Caso clínico
Caso clínico #1
Um homem de 72 anos de idade é trazido ao hospital por uma instituição asilar em decorrência de letargia progressiva. O paciente apresenta história de hipertensão complicada por um AVC 3 anos antes. Isso comprometeu sua fala e o confinou a uma cadeira de rodas. Ele também tem esquizofrenia, para a qual começou recentemente a tomar clozapina. Na apresentação, ele está desorientado quanto ao espaço e tempo, febril, com temperatura de 38.3 °C (101 °F). Os sinais vitais incluem PA de 106/67 mmHg, frequência cardíaca de 106 batimentos por minuto e frequência respiratória de 32 respirações por minuto. A análise laboratorial inicial revela uma glicose sérica de 52,7 mmol/L (950 mg/dL), um sódio sérico de 127 mmol/L (127 mEq/L), um potássio sérico de 5,7 mmol/L (5,7 mEq/L), uma ureia sérica de 21,1 mmol/L (59 mg/dL) e uma creatinina sérica de 200 micromol/L (2,3 mg/dL) dL). A osmolalidade sérica total é calculada como 338 mOsm/kg (338 mmol/kg). A urinálise revela numerosos leucócitos e bactérias. A urina é positiva para nitratos, mas negativa para cetonas. O soro é negativo para beta-hidroxibutirato (< 1.0) mmol/L [< 0.01 mg/dL]).[8]
Caso clínico #2
Um homem de 45 anos de idade com história de diabetes do tipo 2 é internado diretamente pela clínica em virtude da glicose sérica ser de 53.8 mmol/L (970 mg/dL). Ele iniciou recentemente a terapia com insulina em bolus basal após vários anos de tratamento com agentes hipoglicemiantes orais. No entanto, ele relata não ter seguido sua prescrição de insulina porque tem dificuldade em se injetar.
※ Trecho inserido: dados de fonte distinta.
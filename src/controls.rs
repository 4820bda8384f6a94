//! Device controls: enumeration, dual-path get/set and bulk configuration.

use std::collections::{BTreeMap, HashMap};
use std::fmt::Write as _;

use log::{debug, warn};

use crate::error::{CameraError, Result};
use crate::traits::VideoDevice;

/// Control class of the generic user controls.
pub const CLASS_USER: u32 = 0x0098_0000;
/// Control class of the camera controls.
pub const CLASS_CAMERA: u32 = 0x009a_0000;

/// Name of the trigger control, driven by its own config key instead.
pub const TRIGGER_CONTROL: &str = "Trigger";

/// Class bits of a control id.
#[must_use]
pub const fn control_class(id: u32) -> u32 {
    id & 0x0fff_0000
}

/// Value type of a control.
#[derive(Debug, Clone, Copy, PartialEq, Eq)]
pub enum ControlKind {
    /// Integer in `[minimum, maximum]`.
    Integer,
    /// On/off.
    Boolean,
    /// Index into a menu.
    Menu,
    /// Action without a value.
    Button,
    /// Any other driver type.
    Other(u32),
}

impl ControlKind {
    /// Map the driver type code.
    #[must_use]
    pub const fn from_raw(raw: u32) -> Self {
        match raw {
            1 => Self::Integer,
            2 => Self::Boolean,
            3 => Self::Menu,
            4 => Self::Button,
            other => Self::Other(other),
        }
    }

    const fn label(self) -> &'static str {
        match self {
            Self::Integer => "int",
            Self::Boolean => "bool",
            Self::Menu => "menu",
            Self::Button => "button",
            Self::Other(_) => "unknown",
        }
    }
}

/// Control flag bits.
#[derive(Debug, Clone, Copy, Default, PartialEq, Eq)]
pub struct ControlFlags(pub u32);

impl ControlFlags {
    /// The control is permanently disabled.
    pub const DISABLED: Self = Self(0x0001);
    /// Another application holds the control.
    pub const GRABBED: Self = Self(0x0002);
    /// The control cannot be written.
    pub const READ_ONLY: Self = Self(0x0004);
    /// The control is currently inactive.
    pub const INACTIVE: Self = Self(0x0010);
    /// The control cannot be read.
    pub const WRITE_ONLY: Self = Self(0x0040);

    /// Whether any bit of `other` is set.
    #[must_use]
    pub const fn intersects(self, other: Self) -> bool {
        self.0 & other.0 != 0
    }
}

impl std::ops::BitOr for ControlFlags {
    type Output = Self;

    fn bitor(self, rhs: Self) -> Self {
        Self(self.0 | rhs.0)
    }
}

/// Description of one device control.
#[derive(Debug, Clone, PartialEq, Eq)]
pub struct ControlDescriptor {
    /// Driver id.
    pub id: u32,
    /// Human readable name, unique per device.
    pub name: String,
    /// Value type.
    pub kind: ControlKind,
    /// Smallest value.
    pub minimum: i32,
    /// Largest value.
    pub maximum: i32,
    /// Value increment.
    pub step: i32,
    /// Driver default.
    pub default: i32,
    /// Flag bits.
    pub flags: ControlFlags,
}

impl ControlDescriptor {
    /// Whether reads and writes go through the extended control interface.
    #[must_use]
    pub const fn uses_extended_path(&self) -> bool {
        control_class(self.id) != CLASS_USER
    }
}

/// Addresses a control by id or by name.
#[derive(Debug, Clone, Copy, PartialEq, Eq)]
pub enum ControlRef<'a> {
    /// Driver id.
    Id(u32),
    /// Control name.
    Name(&'a str),
}

impl From<u32> for ControlRef<'_> {
    fn from(id: u32) -> Self {
        Self::Id(id)
    }
}

impl<'a> From<&'a str> for ControlRef<'a> {
    fn from(name: &'a str) -> Self {
        Self::Name(name)
    }
}

/// Per-control values supplied by configuration.
pub trait ControlOverrides {
    /// Whether a value is configured for `name`.
    fn contains(&self, name: &str) -> bool;

    /// Configured value for `name`, or `default`.
    fn get_or(&self, name: &str, default: i32) -> i32;
}

impl ControlOverrides for BTreeMap<String, i32> {
    fn contains(&self, name: &str) -> bool {
        self.contains_key(name)
    }

    fn get_or(&self, name: &str, default: i32) -> i32 {
        self.get(name).copied().unwrap_or(default)
    }
}

impl<S: std::hash::BuildHasher> ControlOverrides for HashMap<String, i32, S> {
    fn contains(&self, name: &str) -> bool {
        self.contains_key(name)
    }

    fn get_or(&self, name: &str, default: i32) -> i32 {
        self.get(name).copied().unwrap_or(default)
    }
}

/// Outcome counts of [`ControlRegistry::apply_configured`].
#[derive(Debug, Clone, Copy, Default, PartialEq, Eq)]
pub struct ApplySummary {
    /// Controls set to the requested value.
    pub applied: usize,
    /// Buttons, read-only, disabled and trigger controls left alone.
    pub skipped: usize,
    /// Controls that read back a different value.
    pub mismatched: usize,
    /// Controls whose write failed.
    pub failed: usize,
}

/// The user and camera class controls of one device, keyed by name.
#[derive(Debug, Clone, Default)]
pub struct ControlRegistry {
    controls: BTreeMap<String, ControlDescriptor>,
}

impl ControlRegistry {
    /// Walk the driver's control list.
    ///
    /// Only user and camera class controls are kept and disabled ones are
    /// skipped. A later control with an already seen name replaces the earlier one.
    pub fn query<D: VideoDevice>(device: &D) -> Result<Self> {
        let mut controls = BTreeMap::new();
        let mut after = 0;

        while let Some(desc) = device.next_control(after)? {
            if desc.id <= after {
                warn!("driver returned control {:#x} after {after:#x}, stopping", desc.id);
                break;
            }
            after = desc.id;

            let class = control_class(desc.id);
            if class != CLASS_USER && class != CLASS_CAMERA {
                continue;
            }
            if desc.flags.intersects(ControlFlags::DISABLED) {
                continue;
            }

            if let Some(previous) = controls.insert(desc.name.clone(), desc) {
                debug!("control name {:?} reused, replacing {:#x}", previous.name, previous.id);
            }
        }

        debug!("found {} controls", controls.len());
        Ok(Self { controls })
    }

    /// Look up a control by id or name.
    pub fn find<'a, C: Into<ControlRef<'a>>>(&self, control: C) -> Option<&ControlDescriptor> {
        match control.into() {
            ControlRef::Name(name) => self.controls.get(name),
            ControlRef::Id(id) => self.controls.values().find(|desc| desc.id == id),
        }
    }

    /// Number of known controls.
    pub fn len(&self) -> usize {
        self.controls.len()
    }

    /// Whether no controls are known.
    pub fn is_empty(&self) -> bool {
        self.controls.is_empty()
    }

    /// Current value of a control.
    pub fn get<'a, D, C>(&self, device: &D, control: C) -> Result<i32>
    where
        D: VideoDevice,
        C: Into<ControlRef<'a>>,
    {
        let desc = self.resolve(control.into())?;
        read_value(device, desc)
    }

    /// Write a control and verify it.
    ///
    /// A value that reads back differently is only logged; the device may
    /// clamp or ignore writes depending on other controls.
    pub fn set<'a, D, C>(&self, device: &mut D, control: C, value: i32) -> Result<()>
    where
        D: VideoDevice,
        C: Into<ControlRef<'a>>,
    {
        let desc = self.resolve(control.into())?;
        write_value(device, desc, value).map(|_| ())
    }

    /// Set every writable control to its configured value, or its default.
    pub fn apply_configured<D, O>(&self, device: &mut D, overrides: &O) -> ApplySummary
    where
        D: VideoDevice,
        O: ControlOverrides + ?Sized,
    {
        let mut summary = ApplySummary::default();

        for (name, desc) in &self.controls {
            if desc.kind == ControlKind::Button
                || desc
                    .flags
                    .intersects(ControlFlags::DISABLED | ControlFlags::READ_ONLY)
                || name == TRIGGER_CONTROL
            {
                summary.skipped += 1;
                continue;
            }

            let value = overrides.get_or(name, desc.default);
            match write_value(device, desc, value) {
                Ok(true) => summary.applied += 1,
                Ok(false) => summary.mismatched += 1,
                Err(err) => {
                    warn!("unable to set control '{name}' to {value}: {err}");
                    summary.failed += 1;
                }
            }
        }

        debug!("{summary:?}");
        summary
    }

    /// One line per control with its kind, current value and range.
    pub fn describe<D: VideoDevice>(&self, device: &D) -> Vec<String> {
        self.controls
            .values()
            .map(|desc| {
                let mut line = format!("{} ({})", desc.name, desc.kind.label());
                if desc.kind == ControlKind::Button {
                    return line;
                }
                match read_value(device, desc) {
                    Ok(value) => {
                        let _ = write!(line, ": value={value}");
                    }
                    Err(_) => line.push_str(": value=?"),
                }
                if desc.kind == ControlKind::Boolean {
                    let _ = write!(line, " default={}", desc.default);
                } else {
                    let _ = write!(
                        line,
                        " min={} max={} step={} default={}",
                        desc.minimum, desc.maximum, desc.step, desc.default
                    );
                }
                line
            })
            .collect()
    }

    fn resolve(&self, control: ControlRef<'_>) -> Result<&ControlDescriptor> {
        self.find(control).ok_or_else(|| {
            CameraError::UnknownControl(match control {
                ControlRef::Name(name) => format!("{name:?}"),
                ControlRef::Id(id) => format!("{id:#x}"),
            })
        })
    }
}

fn read_value<D: VideoDevice>(device: &D, desc: &ControlDescriptor) -> Result<i32> {
    let value = if desc.uses_extended_path() {
        device.ext_control(desc.id)
    } else {
        device.control(desc.id)
    };
    value.map_err(|err| CameraError::ControlAccess(format!("reading '{}': {err}", desc.name)))
}

/// Returns whether the control reads back the written value.
fn write_value<D: VideoDevice>(device: &mut D, desc: &ControlDescriptor, value: i32) -> Result<bool> {
    let written = if desc.uses_extended_path() {
        device.set_ext_control(desc.id, value)
    } else {
        device.set_control(desc.id, value)
    };
    written.map_err(|err| CameraError::ControlAccess(format!("writing '{}': {err}", desc.name)))?;

    let actual = read_value(device, desc)?;
    if actual != value {
        warn!(
            "unable to set control '{}' to desired value {value} (actual: {actual})",
            desc.name
        );
        return Ok(false);
    }
    Ok(true)
}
Nas últimas 2 semanas, ele teve poliúria e polidipsia e perdeu 5 kg de peso. Ele também observou um agravamento progressivo da tosse produtiva de escarro marrom-esverdeado por aproximadamente 3 semanas. No exame físico, ele se apresenta febril, com temperatura de 38.5 °C (101.3 °F), taquipneico (frequência respiratória de 24 respirações por minuto) e normotenso. A análise laboratorial inicial revela uma glicose sérica de 53,8 mmol/L (969,4 mg/dL), um sódio sérico de 134 mmol/L (134 mEq/L), um potássio sérico de 4,3 mmol/L (4,3 mEq/L), uma ureia sérica de 7,1 mmol/L (20 mg/dL) e uma creatinina sérica de 90 micromol/L (1 mg/dL). A urinálise revela traços de cetonas, mas o beta-hidroxibutirato sérico não está elevado. O bicarbonato sérico é 17 mmol/L (17 mEq/L), o pH venoso é 7.32, o beta-hidroxibutirato é 1.2 mmol/L (0.01 mg/dL) e a osmolalidade sérica total calculada é 326 mOsm/kg (326 mmol/kg).
Outras apresentações
Até 20% dos pacientes internados em decorrência de estado hiperosmolar hiperglicêmico (EHH) têm diabetes não diagnosticado.[1][9] Aproximadamente 27% dos pacientes com crises hiperglicêmicas apresentam um quadro misto de cetoacidose diabética e EHH.[5] O coma é uma apresentação rara do EHH. Normalmente, o coma está associado aos níveis de osmolalidade sérica > 340 mOsm/kg (> 340 mmol/kg) e é mais frequentemente devido à hipernatremia e não à hiperglicemia.[10] Ocasionalmente, pacientes com EHH podem apresentar convulsões, hemiparesia ou hemianopia.[11][12] A acidemia leve e a cetoacidose podem frequentemente estar presentes.